Figure 2. Separation failure of the D. melanogaster X chromatids during anaphase in hybrid female embryos.

(A) Schematic of satellites and other loci used as targets of FISH, and of Zhr mutant and duplicated chromosomes. Mapping of FISH probes is shown in Figure S2. Boxes and lines represent heterochromatin and euchromatin, respectively. Constrictions in boxes represent the centromeres. Chromosomal regions are not drawn to scale.
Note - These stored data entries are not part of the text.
use super::*;
use persistor_syntax::parse_query;
use serde_json::json;
use std::thread;

fn doc(value: Value) -> Document {
    match value {
        Value::Object(map) => map,
        other => panic!("expected object, got {other}"),
    }
}

fn names(documents: &[Document]) -> Vec<&str> {
    documents
        .iter()
        .map(|document| document["name"].as_str().unwrap())
        .collect()
}

fn seeded() -> FakeDatabase {
    let database = FakeDatabase::new();
    for (id, name, age) in [("1", "Joe", 20), ("2", "Chuck", 30), ("3", "Evan", 40)] {
        database.save("patients", doc(json!({ "_id": id, "name": name, "age": age })));
    }
    database
}

#[test]
fn unknown_collection_is_empty() {
    let database = FakeDatabase::new();
    assert!(database.snapshot("nothing").is_empty());
    let predicates = parse_query("age $gt 1").unwrap();
    assert!(database.find("nothing", &predicates).is_empty());
    assert_eq!(database.delete("nothing", &json!({})), Ok(0));
}

#[test]
fn save_assigns_missing_ids() {
    let database = FakeDatabase::new();
    let id = database.save("c", doc(json!({ "name": "Joe" })));
    let id = id.as_str().unwrap();
    assert_eq!(id.len(), 36);
    assert_eq!(database.snapshot("c")[0]["_id"], json!(id));
}

#[test]
fn save_replaces_by_id_in_place() {
    let database = seeded();
    database.save("patients", doc(json!({ "_id": "2", "name": "Charles", "age": 31 })));
    let snapshot = database.snapshot("patients");
    assert_eq!(snapshot.len(), 3);
    assert_eq!(names(&snapshot), ["Joe", "Charles", "Evan"]);
}

#[test]
fn find_keeps_insertion_order() {
    let database = seeded();
    let predicates = parse_query("age $gt 10").unwrap();
    assert_eq!(names(&database.find("patients", &predicates)), ["Joe", "Chuck", "Evan"]);
}

#[test]
fn find_by_filter_agrees_with_find() {
    let database = seeded();
    let predicates = parse_query(r#"age $lt 40 name $in { "Evan", "Chuck" }"#).unwrap();
    let filter = doc_store::translate(&predicates).unwrap();
    assert_eq!(
        database.find_by_filter("patients", &filter).unwrap(),
        database.find("patients", &predicates)
    );
}

#[test]
fn delete_by_matcher() {
    let database = seeded();
    assert_eq!(database.delete("patients", &json!({ "age": { "$gt": 25 } })), Ok(2));
    assert_eq!(names(&database.snapshot("patients")), ["Joe"]);
    assert_eq!(database.delete("patients", &json!({})), Ok(1));
    assert!(database.snapshot("patients").is_empty());
}

#[test]
fn malformed_matcher_is_an_error() {
    let database = seeded();
    assert!(database.delete("patients", &json!({ "$or": [] })).is_err());
    assert!(database.find_by_filter("patients", &json!("x")).is_err());
    assert_eq!(database.snapshot("patients").len(), 3);
}

#[test]
fn snapshots_survive_later_writes() {
    let database = seeded();
    let before = database.snapshot("patients");
    database.delete("patients", &json!({})).unwrap();
    assert_eq!(before.len(), 3);
    assert!(database.snapshot("patients").is_empty());
}

#[test]
fn concurrent_reads_see_whole_writes() {
    let database = Arc::new(FakeDatabase::new());
    let predicates = Arc::new(parse_query("n $gt -1").unwrap());

    let writer = {
        let database = Arc::clone(&database);
        thread::spawn(move || {
            for n in 0..200 {
                database.save("numbers", doc(json!({ "_id": n, "n": n })));
            }
        })
    };
    let readers: Vec<_> = (0..4)
        .map(|_| {
            let database = Arc::clone(&database);
            let predicates = Arc::clone(&predicates);
            thread::spawn(move || {
                for _ in 0..50 {
                    let found = database.find("numbers", &predicates);
                    // a prefix 0..k, never a gap
                    for (i, document) in found.iter().enumerate() {
                        assert_eq!(document["n"], json!(i));
                    }
                }
            })
        })
        .collect();

    writer.join().unwrap();
    for reader in readers {
        reader.join().unwrap();
    }
    assert_eq!(database.snapshot("numbers").len(), 200);
}

#[test]
fn collection_names_are_sorted() {
    let database = seeded();
    database.save("alpha", Document::new());
    assert_eq!(database.collection_names(), ["alpha", "patients"]);
}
The Zhr ¹ chromosome is thought to have resulted from a recombination between an X and a Y [25]. Our FISH analysis shows that this compound-XY chromosome contains the Y centromere and the proximal half of the Y long arm fused with the X euchromatin and distal pericentric heterochromatin (Figure S2); note that this structure differs from that inferred by Sawamura et al. [25]. In this chromosome, the entire 359-bp satellite block has been deleted. The Zhr ⁺ Y chromosome was made by a translocation onto the distal end of the Y long arm of half of the X-derived 359-bp satellite block and a small amount of distal euchromatin carrying the y ⁺ marker from an inverted X chromosome (In(1)sc ⁸) [36]. (B) Top row, D. melanogaster 2 and 3 chromatids and the D. simulans X chromatids segregate normally in hybrid female embryos. Bottom row, the D. melanogaster X chromatids, marked by a probe for the 359-bp satellite (red arrowhead), fail to segregate and comprise the lagging chromatin. (C) The 359-bp satellite block is normally condensed during prometaphase but abnormally stretched (red arrowhead) during anaphase in hybrid female embryos. DNA is blue in (B) and (C). Scale bar is 5 µm in (B) and (C).